Late Iron I Jacob

Called it. In Finkelstein’s (2013) Chapter 6, on the Jacob and Exodus traditions, he lists some arguments for dating the core of the Jacob cycle in Genesis:

  1. A fundamental myth of the northern kingdom“; before the 720s BCE (destruction of the northern kingdom).
  2. Bethel. The emergence of the Bethel myth in Genesis should be sought in one of the two periods of prosperity at the site: the Iron I and the Iron IIB (Finkelstein and Singer-Avitz 2009).”
  3. The settlement boundary in the Gilead.” Based on Lemaire’s identification of Mizpah (the one in Gilead) “near the village of Suf, northwest of Jerash”, followed by Finkelstein, we’re looking for a period before Israel controlled the plateau of Ramoth-Gilead, from the ninth century onwards (sometimes losing it to Aram-Damascus).
  4. No mention of Shiloh. … As I have already indicated, the memory of an important cult place at Shiloh is a genuine one. According to the radiocarbon evidence, Shiloh was destroyed in the second half of the eleventh century B.C.E., probably around the transition from the early to late Iron I.”
  5. No mention of the northern territories of Israel“, such as the Valley of Jezreel.

Summing up:

Going from late to early, these considerations seem to eliminate the first half of the eighth century (Israelite expansion in the northwestern Gilead), the second half of the ninth century (weak activity at Bethel), the days of the Omrides (Israelite expansion to the plateau northwest of Mizpah and weak activity at Bethel), the early days of the northern kingdom (probably no activity at Bethel), and probably the early Iron I (no mention of Shiloh).

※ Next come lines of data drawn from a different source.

// extensions/easing.rs
//
// Easing curves for camera fly-throughs.
// Pure math on normalized time; no knowledge of cameras or bodies.

use std::f32::consts::PI;
use glam::Vec3;
use serde::{Deserialize, Serialize};

/// Shape applied to the normalized progress of a transition.
#[derive(Debug, Clone, Copy, PartialEq, Eq, Default, Serialize, Deserialize)]
#[serde(rename_all = "snake_case")]
pub enum Easing {
    /// Constant velocity (no easing).
    #[default]
    Linear,
    /// Cubic Hermite smoothing, `t²(3 − 2t)`.
    Smoothstep,
    /// Slow start.
    QuadIn,
    /// Slow end.
    QuadOut,
    /// Slow start and end.
    QuadInOut,
    /// Stronger slow end.
    CubicOut,
    /// Stronger slow start and end.
    CubicInOut,
    /// Sine wave easing (smooth).
    SineInOut,
}

impl Easing {
    /// Apply the easing function to a normalized time value `t`.
    /// Input is clamped to [0, 1]; every curve maps 0 → 0 and 1 → 1 exactly.
    #[inline]
    pub fn apply(self, t: f32) -> f32 {
        let t = t.clamp(0.0, 1.0);
        match self {
            Easing::Linear => t,
            Easing::Smoothstep => t * t * (3.0 - 2.0 * t),

            Easing::QuadIn => t * t,
            Easing::QuadOut => 1.0 - (1.0 - t) * (1.0 - t),
            Easing::QuadInOut => {
                if t < 0.5 {
                    2.0 * t * t
                } else {
                    1.0 - (-2.0 * t + 2.0).powi(2) / 2.0
                }
            }

            Easing::CubicOut => 1.0 - (1.0 - t).powi(3),
            Easing::CubicInOut => {
                if t < 0.5 {
                    4.0 * t * t * t
                } else {
                    1.0 - (-2.0 * t + 2.0).powi(3) / 2.0
                }
            }

            Easing::SineInOut => {
                if t >= 1.0 { 1.0 } else { -((PI * t).cos() - 1.0) / 2.0 }
            }
        }
    }
}

// ── Interpolation helpers ────────────────────────────────────────────────

/// Linearly interpolate between two values.
#[inline]
pub fn lerp(a: f32, b: f32, t: f32) -> f32 {
    a + (b - a) * t
}

/// Linearly interpolate between two points.
/// `t == 1.0` returns `b` exactly so completed transitions land bit-for-bit.
#[inline]
pub fn lerp_vec3(a: Vec3, b: Vec3, t: f32) -> Vec3 {
    if t >= 1.0 {
        b
    } else {
        a + (b - a) * t
    }
}

/// Interpolate points with easing.
#[inline]
pub fn ease_vec3(a: Vec3, b: Vec3, t: f32, easing: Easing) -> Vec3 {
    lerp_vec3(a, b, easing.apply(t))
}

#[cfg(test)]
mod tests {
    use super::*;

    const ALL: [Easing; 8] = [
        Easing::Linear,
        Easing::Smoothstep,
        Easing::QuadIn,
        Easing::QuadOut,
        Easing::QuadInOut,
        Easing::CubicOut,
        Easing::CubicInOut,
        Easing::SineInOut,
    ];

    #[test]
    fn endpoints_are_exact() {
        for easing in ALL {
            assert_eq!(easing.apply(0.0), 0.0, "{:?} at 0", easing);
            assert_eq!(easing.apply(1.0), 1.0, "{:?} at 1", easing);
        }
    }

    #[test]
    fn input_is_clamped() {
        assert_eq!(Easing::Linear.apply(-3.0), 0.0);
        assert_eq!(Easing::Smoothstep.apply(7.0), 1.0);
    }

    #[test]
    fn smoothstep_is_symmetric() {
        assert!((Easing::Smoothstep.apply(0.5) - 0.5).abs() < 1e-6);
        let early = Easing::Smoothstep.apply(0.25);
        let late = Easing::Smoothstep.apply(0.75);
        assert!((early + late - 1.0).abs() < 1e-6);
        assert!(early < 0.25, "smoothstep should start slow, got {}", early);
    }

    #[test]
    fn lerp_vec3_lands_on_target() {
        let a = Vec3::new(0.1, 0.2, 0.3);
        let b = Vec3::new(-7.3, 11.9, 4.4);
        assert_eq!(lerp_vec3(a, b, 1.0), b);
        assert_eq!(lerp_vec3(a, b, 0.0), a);
    }

    #[test]
    fn parses_snake_case_names() {
        let easing: Easing = serde_json::from_str("\"smoothstep\"").unwrap();
        assert_eq!(easing, Easing::Smoothstep);
        let easing: Easing = serde_json::from_str("\"cubic_in_out\"").unwrap();
        assert_eq!(easing, Easing::CubicInOut);
    }

    #[test]
    fn lerp_midpoint() {
        assert!((lerp(100.0, 200.0, 0.5) - 150.0).abs() < 1e-4);
    }
}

Also, starting with the beginning of expansion to the northern valleys in the early Iron IIA, such a text may have been expected to include a signal of affiliation of these territories with the Jacob story. The most probable (but far from certain) origin of the core of the Jacob cycle is therefore in the late Iron I (the tenth century B.C.E.), when identities in the future core territory of the northern kingdom were shaped, settlement boundaries formed, and shrines erected.

(Finkelstein 2013: 144)

And that’s when Finkelstein dates the formation of the first kingdom of Israel, under the house of Saul. Q.E.D.